● **Task requirements**
In the entries that follow, the first line to write out is the one containing "reached the target.", and the last is the one containing "use crate::error::EspprcError;". Reproduce that stretch exactly, with nothing before or after it.

● **Exercise data**
§ §
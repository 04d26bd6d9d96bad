//! Elementary shortest path problem with resource constraints (ESPPRC).
//!
//! Given a directed graph whose edges carry a cost (possibly negative) and a vector of
//! non-negative resource consumptions, find a minimum-cost elementary path from a source
//! to a target whose accumulated consumption stays within a budget for every resource.
//! This is the pricing problem of column generation for vehicle routing.
//!
//! The solver reduces the graph to the nodes that can lie on a feasible path, computes
//! least-resource bounds between all pairs of nodes, and then runs label-setting searches
//! in which only the nodes of a visit-once set must not repeat. The set starts empty and
//! grows by the most repeated node of each non-elementary result until the cheapest path
//! is elementary.
//!
//! # Examples
//!
//! ```
//! use espprc::prelude::*;
//!
//! let mut graph = ResourceGraph::new(1);
//! graph.add_edge("A", "B", 1, vec![1]).unwrap();
//! graph.add_edge("B", "C", 1, vec![1]).unwrap();
//! graph.add_edge("A", "C", 5, vec![1]).unwrap();
//! graph.add_edge("C", "D", 1, vec![1]).unwrap();
//! graph.add_edge("C", "B", -10, vec![1]).unwrap();
//!
//! let parameters = SolverParameters {
//!     quiet: true,
//!     ..Default::default()
//! };
//! let solution = solve(&graph, &"A", &"D", &[100], parameters).unwrap();
//!
//! assert_eq!(solution.path, vec!["A", "B", "C", "D"]);
//! assert_eq!(solution.cost(), 3);
//! assert_eq!(solution.visit_once, vec!["C"]);
//! ```

pub mod algorithms;
mod error;
mod graph;
mod label;
pub mod monitor;
mod preprocess;
pub mod solvers;
pub mod timer;
mod visit_once;

pub use error::EspprcError;
pub use graph::{Edge, NodeId, ResourceGraph};
pub use label::{Label, Resources, Value};
pub use preprocess::{reduce, ResourceBounds};
pub use solvers::{solve, Espprc, Solution, SolverParameters};
pub use visit_once::VisitOnceSet;

pub mod prelude {
    pub use super::monitor::{LogMonitor, NoOpMonitor, SearchMonitor};
    pub use super::{
        solve, Espprc, EspprcError, Label, ResourceGraph, Solution, SolverParameters,
    };
}
use thiserror::Error;

/// Errors raised while preprocessing a graph or solving an instance.
#[derive(Error, Debug, Clone, PartialEq, Eq)]
pub enum EspprcError {
    /// An arc entering the source was considered for relaxation.
    ///
    /// In-arcs of the source must be split off from its out-arcs before solving.
    #[error("arc into the source node {node} was considered for relaxation")]
    SourceReentered { node: String },

    /// No label reached the target.
    #[error("no feasible path from source to target within the resource budget")]
    Infeasible,

    /// The augmentation loop did not return an elementary path within the iteration cap.
    #[error("augmentation loop exceeded {limit} iterations")]
    IterationLimit { limit: usize },

    /// The time limit was reached between two augmentation iterations.
    #[error("time limit reached after {iterations} augmentation iterations")]
    TimeLimitReached { iterations: usize },

    /// The node selected for promotion is already in the visit-once set.
    #[error("node {node} is already in the visit-once set but was repeated")]
    AugmentationStalled { node: String },

    /// The reduced graph has a cycle whose arcs consume no resource.
    ///
    /// The budget does not bound how often such a cycle is traversed, so labels would never settle.
    #[error("node {node} lies on a cycle of arcs that consume no resource")]
    ZeroResourceCycle { node: String },

    #[error("node {node} is not in the graph")]
    UnknownNode { node: String },

    #[error("no arc from {from} to {to}")]
    UnknownArc { from: String, to: String },

    #[error("source and target must be distinct, both are {node}")]
    InvalidEndpoints { node: String },

    #[error("expected {expected} resource values, found {found}")]
    DimensionMismatch { expected: usize, found: usize },

    #[error("resource {index} has a negative consumption")]
    NegativeResource { index: usize },
}

#[cfg(test)]
mod tests {
    use super::*;

    #[test]
    fn test_display_messages() {
        let error = EspprcError::DimensionMismatch {
            expected: 2,
            found: 3,
        };
        assert_eq!(error.to_string(), "expected 2 resource values, found 3");

        let error = EspprcError::SourceReentered {
            node: String::from("\"A\""),
        };
        assert_eq!(
            error.to_string(),
            "arc into the source node \"A\" was considered for relaxation"
        );
    }
}
use super::label_registry::{LabelId, LabelRegistry};
use super::search::SearchStatistics;
use crate::error::EspprcError;
use crate::graph::{Edge, NodeId, ResourceGraph};
use crate::label::{compare_lexicographically, Label, Resources, Value};
use crate::monitor::SearchMonitor;
use crate::preprocess::ResourceBounds;
use crate::visit_once::VisitOnceSet;
use petgraph::graph::NodeIndex;
use petgraph::visit::EdgeRef;
use std::cmp::Ordering;
use std::collections::BinaryHeap;

/// Label waiting for extension.
///
/// The heap pops the lexicographically smallest resource vector first, then the oldest label.
struct PendingLabel<T> {
    resources: Resources<T>,
    id: LabelId,
}

impl<T: PartialOrd> PartialEq for PendingLabel<T> {
    fn eq(&self, other: &Self) -> bool {
        self.cmp(other) == Ordering::Equal
    }
}

impl<T: PartialOrd> Eq for PendingLabel<T> {}

impl<T: PartialOrd> Ord for PendingLabel<T> {
    fn cmp(&self, other: &Self) -> Ordering {
        compare_lexicographically(&other.resources, &self.resources)
            .then_with(|| other.id.cmp(&self.id))
    }
}

impl<T: PartialOrd> PartialOrd for PendingLabel<T> {
    fn partial_cmp(&self, other: &Self) -> Option<Ordering> {
        Some(self.cmp(other))
    }
}

/// Cheapest path found by a label-setting search.
#[derive(Clone, Debug, PartialEq)]
pub struct SearchOutcome<T> {
    /// Nodes of the path, which may repeat nodes outside the visit-once set.
    pub path: Vec<NodeIndex>,
    /// Label of the path at the target.
    pub label: Label<T>,
    pub statistics: SearchStatistics,
}

/// Label-setting search for the resource constrained shortest path problem.
///
/// Labels are selected in lexicographic order of their resource vectors.
/// Only nodes in the visit-once set are forbidden from repeating,
/// so the returned path is elementary only if no other node is worth revisiting.
pub struct LabelSettingSearch<'a, N, T> {
    graph: &'a ResourceGraph<N, T>,
    bounds: &'a ResourceBounds<T>,
    visit_once: &'a VisitOnceSet,
    source: NodeIndex,
    target: NodeIndex,
    max_res: &'a [T],
    initial_registry_capacity: Option<usize>,
}

impl<'a, N, T> LabelSettingSearch<'a, N, T>
where
    N: NodeId,
    T: Value,
{
    /// Creates a new search.
    ///
    /// `bounds` must be built on `graph`, and `max_res` must have `graph.n_res()` entries.
    /// The search only terminates if every cycle of `graph` consumes some resource.
    pub fn new(
        graph: &'a ResourceGraph<N, T>,
        bounds: &'a ResourceBounds<T>,
        visit_once: &'a VisitOnceSet,
        source: NodeIndex,
        target: NodeIndex,
        max_res: &'a [T],
    ) -> Self {
        Self {
            graph,
            bounds,
            visit_once,
            source,
            target,
            max_res,
            initial_registry_capacity: None,
        }
    }

    /// Sets the initial capacity of the label registry.
    pub fn with_registry_capacity(mut self, capacity: Option<usize>) -> Self {
        self.initial_registry_capacity = capacity;
        self
    }

    /// Runs the search and returns the cheapest label at the target with its path.
    ///
    /// Fails with `SourceReentered` if an edge into the source is relaxed
    /// and with `Infeasible` if no label reaches the target.
    pub fn search(
        &self,
        monitor: &mut impl SearchMonitor<N, T>,
    ) -> Result<SearchOutcome<T>, EspprcError> {
        let n_res = self.graph.n_res();
        let dimension = n_res + self.visit_once.len();
        let mut registry = self
            .initial_registry_capacity
            .map(LabelRegistry::with_capacity)
            .unwrap_or_default();
        let mut statistics = SearchStatistics::default();
        let mut open = BinaryHeap::new();

        let root = registry.insert_root(self.source, Label::zero(dimension));
        statistics.generated += 1;
        open.push(PendingLabel {
            resources: registry.get(root).label.resources.clone(),
            id: root,
        });

        while let Some(PendingLabel { id, .. }) = open.pop() {
            let entry = registry.get(id);

            if entry.is_closed() {
                continue;
            }

            statistics.expanded += 1;
            let u = entry.node;
            let parent = entry.label.clone();

            for edge in self.graph.inner().edges(u) {
                let v = edge.target();

                if v == self.source {
                    return Err(EspprcError::SourceReentered {
                        node: format!("{:?}", self.graph.node_id(v)),
                    });
                }

                let Some(candidate) = self.extend(&parent, v, edge.weight()) else {
                    statistics.pruned += 1;
                    continue;
                };

                let result = registry.insert_with_if_not_dominated(v, candidate, id, |label| {
                    self.mark_unreachable(label, v)
                });

                for &dominated in result.dominated.iter() {
                    let label = &registry.get(dominated).label;
                    monitor.on_label_dominated(self.graph.node_id(v), label);
                }

                statistics.dominated += result.dominated.len();

                if let Some(inserted) = result.inserted {
                    let label = &registry.get(inserted).label;
                    monitor.on_label_extended(
                        self.graph.node_id(u),
                        self.graph.node_id(v),
                        label,
                    );
                    statistics.generated += 1;
                    open.push(PendingLabel {
                        resources: label.resources.clone(),
                        id: inserted,
                    });
                } else {
                    statistics.dominated += 1;
                }
            }
        }

        let best = registry
            .labels_at(self.target)
            .reduce(|best, id| {
                if registry.get(id).label.cost < registry.get(best).label.cost {
                    id
                } else {
                    best
                }
            })
            .ok_or(EspprcError::Infeasible)?;

        Ok(SearchOutcome {
            path: registry.get_path(best),
            label: registry.get(best).label.clone(),
            statistics,
        })
    }

    /// Extends `parent` along an edge into `v`.
    ///
    /// Returns `None` if the target cannot be reached within the budget or a visit-once node repeats.
    fn extend(&self, parent: &Label<T>, v: NodeIndex, edge: &Edge<T>) -> Option<Label<T>> {
        let n_res = self.graph.n_res();
        let mut candidate = parent.clone();
        candidate.cost = candidate.cost + edge.weight;

        for (r, &consumption) in edge.res_cost.iter().enumerate() {
            candidate.resources[r] = candidate.resources[r] + consumption;
            let remaining = self.bounds.lower_bound(r, v, self.target);

            if candidate.resources[r] + remaining > self.max_res[r] {
                return None;
            }
        }

        if let Some(d) = self.visit_once.dimension(v) {
            let visits = candidate.resources[n_res + d] + T::one();

            if visits > T::one() {
                return None;
            }

            candidate.resources[n_res + d] = visits;
        }

        Some(candidate)
    }

    /// Marks every visit-once node that can no longer be reached within the budget as visited.
    fn mark_unreachable(&self, label: &mut Label<T>, v: NodeIndex) {
        let n_res = self.graph.n_res();

        for (d, &n) in self.visit_once.nodes().iter().enumerate() {
            let slot = n_res + d;

            if label.resources[slot] != T::zero() {
                continue;
            }

            let unreachable = (0..n_res).any(|r| {
                label.resources[r] + self.bounds.lower_bound(r, v, n) > self.max_res[r]
            });

            if unreachable {
                label.resources[slot] = T::one();
            }
        }
    }
}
§ §
● **Solution to this exercise**
    /// No label reached the target.
    #[error("no feasible path from source to target within the resource budget")]
    Infeasible,

    /// The augmentation loop did not return an elementary path within the iteration cap.
    #[error("augmentation loop exceeded {limit} iterations")]
    IterationLimit { limit: usize },

    /// The time limit was reached between two augmentation iterations.
    #[error("time limit reached after {iterations} augmentation iterations")]
    TimeLimitReached { iterations: usize },

    /// The node selected for promotion is already in the visit-once set.
    #[error("node {node} is already in the visit-once set but was repeated")]
    AugmentationStalled { node: String },

    /// The reduced graph has a cycle whose arcs consume no resource.
    ///
    /// The budget does not bound how often such a cycle is traversed, so labels would never settle.
    #[error("node {node} lies on a cycle of arcs that consume no resource")]
    ZeroResourceCycle { node: String },

    #[error("node {node} is not in the graph")]
    UnknownNode { node: String },

    #[error("no arc from {from} to {to}")]
    UnknownArc { from: String, to: String },

    #[error("source and target must be distinct, both are {node}")]
    InvalidEndpoints { node: String },

    #[error("expected {expected} resource values, found {found}")]
    DimensionMismatch { expected: usize, found: usize },

    #[error("resource {index} has a negative consumption")]
    NegativeResource { index: usize },
}

#[cfg(test)]
mod tests {
    use super::*;

    #[test]
    fn test_display_messages() {
        let error = EspprcError::DimensionMismatch {
            expected: 2,
            found: 3,
        };
        assert_eq!(error.to_string(), "expected 2 resource values, found 3");

        let error = EspprcError::SourceReentered {
            node: String::from("\"A\""),
        };
        assert_eq!(
            error.to_string(),
            "arc into the source node \"A\" was considered for relaxation"
        );
    }
}
use super::label_registry::{LabelId, LabelRegistry};
use super::search::SearchStatistics;
use crate::error::EspprcError;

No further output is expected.